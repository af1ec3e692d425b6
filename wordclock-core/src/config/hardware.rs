//! Hardware configuration types
//!
//! Pins and electrical limits for the LED matrix and the light sensor.

/// Highest GPIO number on the RP2040
pub const MAX_GPIO: u8 = 29;

/// ADC-capable GPIOs on the RP2040
pub const ADC_PINS: [u8; 4] = [26, 27, 28, 29];

/// Largest averaging window for the light sensor
pub const MAX_LIGHT_SAMPLES: usize = 32;

/// Full-scale reading of the 12-bit ADC
pub const ADC_MAX: u16 = 4095;

/// Pin configuration
#[derive(Debug, Clone, Copy, PartialEq, Eq, Default)]
#[cfg_attr(feature = "defmt", derive(defmt::Format))]
pub struct PinConfig {
    /// GPIO pin number (0-29 for RP2040)
    pub pin: u8,
}

impl PinConfig {
    /// Create a new pin config
    pub const fn new(pin: u8) -> Self {
        Self { pin }
    }

    /// Check if this GPIO can be routed to the ADC
    pub fn is_adc(&self) -> bool {
        ADC_PINS.contains(&self.pin)
    }
}

/// 8-bit RGB color
#[derive(Debug, Clone, Copy, PartialEq, Eq)]
#[cfg_attr(feature = "defmt", derive(defmt::Format))]
pub struct Rgb {
    pub r: u8,
    pub g: u8,
    pub b: u8,
}

impl Rgb {
    pub const WHITE: Rgb = Rgb::new(255, 255, 255);

    pub const fn new(r: u8, g: u8, b: u8) -> Self {
        Self { r, g, b }
    }

    /// Parse `#RRGGBB` or `RRGGBB`
    pub fn from_hex(s: &str) -> Option<Self> {
        let hex = s.strip_prefix('#').unwrap_or(s);
        if hex.len() != 6 || !hex.bytes().all(|b| b.is_ascii_hexdigit()) {
            return None;
        }
        let channel = |i: usize| u8::from_str_radix(&hex[i..i + 2], 16).ok();
        Some(Self::new(channel(0)?, channel(2)?, channel(4)?))
    }
}

impl Default for Rgb {
    fn default() -> Self {
        Self::WHITE
    }
}

/// WS2812 matrix configuration
#[derive(Debug, Clone, Copy, PartialEq, Eq)]
#[cfg_attr(feature = "defmt", derive(defmt::Format))]
pub struct DisplayConfig {
    /// Data line to the first LED
    pub data_pin: PinConfig,
    /// Color of lit words
    pub color: Rgb,
    /// Brightness used when no light sensor is fitted (0-255)
    pub brightness: u8,
}

impl Default for DisplayConfig {
    fn default() -> Self {
        Self {
            data_pin: PinConfig::new(10),
            color: Rgb::WHITE,
            brightness: 50,
        }
    }
}

/// Ambient light sensor configuration
///
/// Thresholds are raw ADC counts (0-4095). Readings below
/// `dark_threshold` select `dim_level`, readings above `bright_threshold`
/// select `bright_level`, anything in between uses the display's
/// `brightness`.
#[derive(Debug, Clone, Copy, PartialEq, Eq)]
#[cfg_attr(feature = "defmt", derive(defmt::Format))]
pub struct LightSensorConfig {
    /// Sensor fitted
    pub enabled: bool,
    /// ADC input
    pub pin: PinConfig,
    /// Readings averaged per level decision
    pub samples: u8,
    pub dark_threshold: u16,
    pub bright_threshold: u16,
    /// Band edge deadband in ADC counts
    pub hysteresis: u16,
    pub dim_level: u8,
    pub bright_level: u8,
}

impl Default for LightSensorConfig {
    fn default() -> Self {
        Self {
            enabled: true,
            pin: PinConfig::new(26),
            samples: 10,
            dark_threshold: 400,
            bright_threshold: 2800,
            hysteresis: 100,
            dim_level: 10,
            bright_level: 120,
        }
    }
}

▬▬▬▬▬▬▬▬▬▬

Every record above should be written out exactly.

repository af1ec3e692d425b6
filename wordclock-core/src/config/hardware.rs
//! Hardware configuration types
//!
//! Pins and electrical limits for the LED matrix and the light sensor.

/// Highest GPIO number on the RP2040
pub const MAX_GPIO: u8 = 29;

/// ADC-capable GPIOs on the RP2040
pub const ADC_PINS: [u8; 4] = [26, 27, 28, 29];

/// Largest averaging window for the light sensor
pub const MAX_LIGHT_SAMPLES: usize = 32;

/// Full-scale reading of the 12-bit ADC
pub const ADC_MAX: u16 = 4095;

/// Pin configuration
#[derive(Debug, Clone, Copy, PartialEq, Eq, Default)]
#[cfg_attr(feature = "defmt", derive(defmt::Format))]
pub struct PinConfig {
    /// GPIO pin number (0-29 for RP2040)
    pub pin: u8,
}

impl PinConfig {
    /// Create a new pin config
    pub const fn new(pin: u8) -> Self {
        Self { pin }
    }

    /// Check if this GPIO can be routed to the ADC
    pub fn is_adc(&self) -> bool {
        ADC_PINS.contains(&self.pin)
    }
}

/// 8-bit RGB color
#[derive(Debug, Clone, Copy, PartialEq, Eq)]
#[cfg_attr(feature = "defmt", derive(defmt::Format))]
pub struct Rgb {
    pub r: u8,
    pub g: u8,
    pub b: u8,
}

impl Rgb {
    pub const WHITE: Rgb = Rgb::new(255, 255, 255);

    pub const fn new(r: u8, g: u8, b: u8) -> Self {
        Self { r, g, b }
    }

    /// Parse `#RRGGBB` or `RRGGBB`
    pub fn from_hex(s: &str) -> Option<Self> {
        let hex = s.strip_prefix('#').unwrap_or(s);
        if hex.len() != 6 || !hex.bytes().all(|b| b.is_ascii_hexdigit()) {
            return None;
        }
        let channel = |i: usize| u8::from_str_radix(&hex[i..i + 2], 16).ok();
        Some(Self::new(channel(0)?, channel(2)?, channel(4)?))
    }
}

impl Default for Rgb {
    fn default() -> Self {
        Self::WHITE
    }
}

/// WS2812 matrix configuration
#[derive(Debug, Clone, Copy, PartialEq, Eq)]
#[cfg_attr(feature = "defmt", derive(defmt::Format))]
pub struct DisplayConfig {
    /// Data line to the first LED
    pub data_pin: PinConfig,
    /// Color of lit words
    pub color: Rgb,
    /// Brightness used when no light sensor is fitted (0-255)
    pub brightness: u8,
}

impl Default for DisplayConfig {
    fn default() -> Self {
        Self {
            data_pin: PinConfig::new(10),
            color: Rgb::WHITE,
            brightness: 50,
        }
    }
}

/// Ambient light sensor configuration
///
/// Thresholds are raw ADC counts (0-4095). Readings below
/// `dark_threshold` select `dim_level`, readings above `bright_threshold`
/// select `bright_level`, anything in between uses the display's
/// `brightness`.
#[derive(Debug, Clone, Copy, PartialEq, Eq)]
#[cfg_attr(feature = "defmt", derive(defmt::Format))]
pub struct LightSensorConfig {
    /// Sensor fitted
    pub enabled: bool,
    /// ADC input
    pub pin: PinConfig,
    /// Readings averaged per level decision
    pub samples: u8,
    pub dark_threshold: u16,
    pub bright_threshold: u16,
    /// Band edge deadband in ADC counts
    pub hysteresis: u16,
    pub dim_level: u8,
    pub bright_level: u8,
}

impl Default for LightSensorConfig {
    fn default() -> Self {
        Self {
            enabled: true,
            pin: PinConfig::new(26),
            samples: 10,
            dark_threshold: 400,
            bright_threshold: 2800,
            hysteresis: 100,
            dim_level: 10,
            bright_level: 120,
        }
    }
}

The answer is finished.